- EXERCISE OBJECTIVE -
From the first line to the last, repeat the data below exactly.
══════
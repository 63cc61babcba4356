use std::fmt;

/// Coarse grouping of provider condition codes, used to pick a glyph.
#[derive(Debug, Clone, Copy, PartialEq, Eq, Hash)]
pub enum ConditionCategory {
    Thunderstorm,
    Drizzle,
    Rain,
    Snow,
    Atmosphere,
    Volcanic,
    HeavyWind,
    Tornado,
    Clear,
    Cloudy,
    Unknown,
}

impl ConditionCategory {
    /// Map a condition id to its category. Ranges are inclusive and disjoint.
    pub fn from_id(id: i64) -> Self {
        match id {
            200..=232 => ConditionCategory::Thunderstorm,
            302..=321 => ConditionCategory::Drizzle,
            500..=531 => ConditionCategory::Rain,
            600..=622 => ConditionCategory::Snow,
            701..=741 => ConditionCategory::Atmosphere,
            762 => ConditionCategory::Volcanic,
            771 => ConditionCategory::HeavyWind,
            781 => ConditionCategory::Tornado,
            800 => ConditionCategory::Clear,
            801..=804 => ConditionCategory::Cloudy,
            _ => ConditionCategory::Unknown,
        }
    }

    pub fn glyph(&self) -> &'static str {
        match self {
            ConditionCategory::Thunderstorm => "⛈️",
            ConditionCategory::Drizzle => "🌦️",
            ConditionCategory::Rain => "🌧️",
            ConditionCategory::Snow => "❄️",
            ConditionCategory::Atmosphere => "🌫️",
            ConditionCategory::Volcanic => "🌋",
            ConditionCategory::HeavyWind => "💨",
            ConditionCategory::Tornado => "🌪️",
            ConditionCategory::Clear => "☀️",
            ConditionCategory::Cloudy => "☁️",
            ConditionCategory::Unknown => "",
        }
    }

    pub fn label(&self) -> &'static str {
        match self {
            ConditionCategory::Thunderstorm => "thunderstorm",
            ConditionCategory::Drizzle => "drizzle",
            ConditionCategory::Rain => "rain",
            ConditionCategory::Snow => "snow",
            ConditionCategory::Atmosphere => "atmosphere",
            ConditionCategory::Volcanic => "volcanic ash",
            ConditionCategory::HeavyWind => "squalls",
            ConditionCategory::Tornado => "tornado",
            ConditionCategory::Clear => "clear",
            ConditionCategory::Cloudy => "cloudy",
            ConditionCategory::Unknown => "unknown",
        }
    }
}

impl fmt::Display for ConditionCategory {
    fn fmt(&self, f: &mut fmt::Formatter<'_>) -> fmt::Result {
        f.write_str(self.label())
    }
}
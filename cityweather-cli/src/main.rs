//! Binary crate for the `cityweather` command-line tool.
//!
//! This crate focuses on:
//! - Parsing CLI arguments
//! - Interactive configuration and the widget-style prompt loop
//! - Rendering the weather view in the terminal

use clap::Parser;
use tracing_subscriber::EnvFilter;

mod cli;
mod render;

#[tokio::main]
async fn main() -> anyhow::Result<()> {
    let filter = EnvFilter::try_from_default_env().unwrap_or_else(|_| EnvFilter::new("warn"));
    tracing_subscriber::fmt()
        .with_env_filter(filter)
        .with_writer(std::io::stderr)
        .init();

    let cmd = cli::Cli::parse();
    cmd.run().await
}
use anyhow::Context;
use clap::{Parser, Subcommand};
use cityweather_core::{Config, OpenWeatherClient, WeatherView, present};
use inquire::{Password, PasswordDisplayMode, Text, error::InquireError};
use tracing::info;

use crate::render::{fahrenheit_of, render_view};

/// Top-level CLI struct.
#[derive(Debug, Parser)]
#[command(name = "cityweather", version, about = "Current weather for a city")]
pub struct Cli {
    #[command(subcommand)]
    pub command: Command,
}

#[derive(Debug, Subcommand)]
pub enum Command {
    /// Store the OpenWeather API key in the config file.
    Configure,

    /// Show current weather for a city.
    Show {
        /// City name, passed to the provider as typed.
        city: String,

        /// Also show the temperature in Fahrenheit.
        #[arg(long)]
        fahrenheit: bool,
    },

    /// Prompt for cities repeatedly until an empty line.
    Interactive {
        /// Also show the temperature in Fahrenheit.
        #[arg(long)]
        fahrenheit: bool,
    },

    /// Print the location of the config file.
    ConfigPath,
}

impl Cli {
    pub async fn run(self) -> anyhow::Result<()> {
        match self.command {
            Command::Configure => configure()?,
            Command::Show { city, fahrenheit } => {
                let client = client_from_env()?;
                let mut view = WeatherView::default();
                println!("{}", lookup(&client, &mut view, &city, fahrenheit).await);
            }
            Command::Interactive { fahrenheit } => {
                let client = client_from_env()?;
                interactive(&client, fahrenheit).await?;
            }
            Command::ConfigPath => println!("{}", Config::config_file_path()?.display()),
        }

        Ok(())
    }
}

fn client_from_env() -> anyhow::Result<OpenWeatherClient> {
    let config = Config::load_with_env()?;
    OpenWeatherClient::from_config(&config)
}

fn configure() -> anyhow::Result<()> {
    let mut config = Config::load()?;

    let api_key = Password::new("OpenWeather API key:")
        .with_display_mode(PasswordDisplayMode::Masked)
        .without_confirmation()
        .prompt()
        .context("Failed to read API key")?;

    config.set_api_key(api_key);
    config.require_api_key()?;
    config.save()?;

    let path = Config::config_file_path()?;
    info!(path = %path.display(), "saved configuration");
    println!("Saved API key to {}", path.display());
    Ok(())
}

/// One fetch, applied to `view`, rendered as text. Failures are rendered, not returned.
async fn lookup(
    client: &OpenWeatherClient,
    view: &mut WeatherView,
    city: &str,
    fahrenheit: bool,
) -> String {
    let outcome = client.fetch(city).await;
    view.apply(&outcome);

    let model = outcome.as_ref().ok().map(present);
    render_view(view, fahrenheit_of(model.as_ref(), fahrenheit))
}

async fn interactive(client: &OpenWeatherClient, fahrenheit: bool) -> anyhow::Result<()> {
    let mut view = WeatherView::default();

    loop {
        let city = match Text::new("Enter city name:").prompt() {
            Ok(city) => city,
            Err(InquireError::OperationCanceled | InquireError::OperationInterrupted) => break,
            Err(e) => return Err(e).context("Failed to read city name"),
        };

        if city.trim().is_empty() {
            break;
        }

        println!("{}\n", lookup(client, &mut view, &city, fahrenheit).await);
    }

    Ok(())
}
══════
- REPLY -
repository 63cc61babcba4356
use std::fmt;

/// Coarse grouping of provider condition codes, used to pick a glyph.
#[derive(Debug, Clone, Copy, PartialEq, Eq, Hash)]
pub enum ConditionCategory {
    Thunderstorm,
    Drizzle,
    Rain,
    Snow,
    Atmosphere,
    Volcanic,
    HeavyWind,
    Tornado,
    Clear,
    Cloudy,
    Unknown,
}

impl ConditionCategory {
    /// Map a condition id to its category. Ranges are inclusive and disjoint.
    pub fn from_id(id: i64) -> Self {
        match id {
            200..=232 => ConditionCategory::Thunderstorm,
            302..=321 => ConditionCategory::Drizzle,
            500..=531 => ConditionCategory::Rain,
            600..=622 => ConditionCategory::Snow,
            701..=741 => ConditionCategory::Atmosphere,
            762 => ConditionCategory::Volcanic,
            771 => ConditionCategory::HeavyWind,
            781 => ConditionCategory::Tornado,
            800 => ConditionCategory::Clear,
            801..=804 => ConditionCategory::Cloudy,
            _ => ConditionCategory::Unknown,
        }
    }

    pub fn glyph(&self) -> &'static str {
        match self {
            ConditionCategory::Thunderstorm => "⛈️",
            ConditionCategory::Drizzle => "🌦️",
            ConditionCategory::Rain => "🌧️",
            ConditionCategory::Snow => "❄️",
            ConditionCategory::Atmosphere => "🌫️",
            ConditionCategory::Volcanic => "🌋",
            ConditionCategory::HeavyWind => "💨",
            ConditionCategory::Tornado => "🌪️",
            ConditionCategory::Clear => "☀️",
            ConditionCategory::Cloudy => "☁️",
            ConditionCategory::Unknown => "",
        }
    }

    pub fn label(&self) -> &'static str {
        match self {
            ConditionCategory::Thunderstorm => "thunderstorm",
            ConditionCategory::Drizzle => "drizzle",
            ConditionCategory::Rain => "rain",
            ConditionCategory::Snow => "snow",
            ConditionCategory::Atmosphere => "atmosphere",
            ConditionCategory::Volcanic => "volcanic ash",
            ConditionCategory::HeavyWind => "squalls",
            ConditionCategory::Tornado => "tornado",
            ConditionCategory::Clear => "clear",
            ConditionCategory::Cloudy => "cloudy",
            ConditionCategory::Unknown => "unknown",
        }
    }
}

impl fmt::Display for ConditionCategory {
    fn fmt(&self, f: &mut fmt::Formatter<'_>) -> fmt::Result {
        f.write_str(self.label())
    }
}
filename cityweather-cli/src/main.rs
//! Binary crate for the `cityweather` command-line tool.
//!
//! This crate focuses on:
//! - Parsing CLI arguments
//! - Interactive configuration and the widget-style prompt loop
//! - Rendering the weather view in the terminal

use clap::Parser;
use tracing_subscriber::EnvFilter;

mod cli;
mod render;

#[tokio::main]
async fn main() -> anyhow::Result<()> {
    let filter = EnvFilter::try_from_default_env().unwrap_or_else(|_| EnvFilter::new("warn"));
    tracing_subscriber::fmt()
        .with_env_filter(filter)
        .with_writer(std::io::stderr)
        .init();

    let cmd = cli::Cli::parse();
    cmd.run().await
}
use anyhow::Context;
use clap::{Parser, Subcommand};
use cityweather_core::{Config, OpenWeatherClient, WeatherView, present};
use inquire::{Password, PasswordDisplayMode, Text, error::InquireError};
use tracing::info;

use crate::render::{fahrenheit_of, render_view};

/// Top-level CLI struct.
#[derive(Debug, Parser)]
#[command(name = "cityweather", version, about = "Current weather for a city")]
pub struct Cli {
    #[command(subcommand)]
    pub command: Command,
}

#[derive(Debug, Subcommand)]
pub enum Command {
    /// Store the OpenWeather API key in the config file.
    Configure,

    /// Show current weather for a city.
    Show {
        /// City name, passed to the provider as typed.
        city: String,

        /// Also show the temperature in Fahrenheit.
        #[arg(long)]
        fahrenheit: bool,
    },

    /// Prompt for cities repeatedly until an empty line.
    Interactive {
        /// Also show the temperature in Fahrenheit.
        #[arg(long)]
        fahrenheit: bool,
    },

    /// Print the location of the config file.
    ConfigPath,
}

impl Cli {
    pub async fn run(self) -> anyhow::Result<()> {
        match self.command {
            Command::Configure => configure()?,
            Command::Show { city, fahrenheit } => {
                let client = client_from_env()?;
                let mut view = WeatherView::default();
                println!("{}", lookup(&client, &mut view, &city, fahrenheit).await);
            }
            Command::Interactive { fahrenheit } => {
                let client = client_from_env()?;
                interactive(&client, fahrenheit).await?;
            }
            Command::ConfigPath => println!("{}", Config::config_file_path()?.display()),
        }

        Ok(())
    }
}

fn client_from_env() -> anyhow::Result<OpenWeatherClient> {
    let config = Config::load_with_env()?;
    OpenWeatherClient::from_config(&config)
}

fn configure() -> anyhow::Result<()> {
    let mut config = Config::load()?;

    let api_key = Password::new("OpenWeather API key:")
        .with_display_mode(PasswordDisplayMode::Masked)
        .without_confirmation()
        .prompt()
        .context("Failed to read API key")?;

    config.set_api_key(api_key);
    config.require_api_key()?;
    config.save()?;

    let path = Config::config_file_path()?;
    info!(path = %path.display(), "saved configuration");
    println!("Saved API key to {}", path.display());
    Ok(())
}

/// One fetch, applied to `view`, rendered as text. Failures are rendered, not returned.
async fn lookup(
    client: &OpenWeatherClient,
    view: &mut WeatherView,
    city: &str,
    fahrenheit: bool,
) -> String {
    let outcome = client.fetch(city).await;
    view.apply(&outcome);

    let model = outcome.as_ref().ok().map(present);
    render_view(view, fahrenheit_of(model.as_ref(), fahrenheit))
}

async fn interactive(client: &OpenWeatherClient, fahrenheit: bool) -> anyhow::Result<()> {
    let mut view = WeatherView::default();

    loop {
        let city = match Text::new("Enter city name:").prompt() {
            Ok(city) => city,
            Err(InquireError::OperationCanceled | InquireError::OperationInterrupted) => break,
            Err(e) => return Err(e).context("Failed to read city name"),
        };

        if city.trim().is_empty() {
            break;
        }

        println!("{}\n", lookup(client, &mut view, &city, fahrenheit).await);
    }

    Ok(())
}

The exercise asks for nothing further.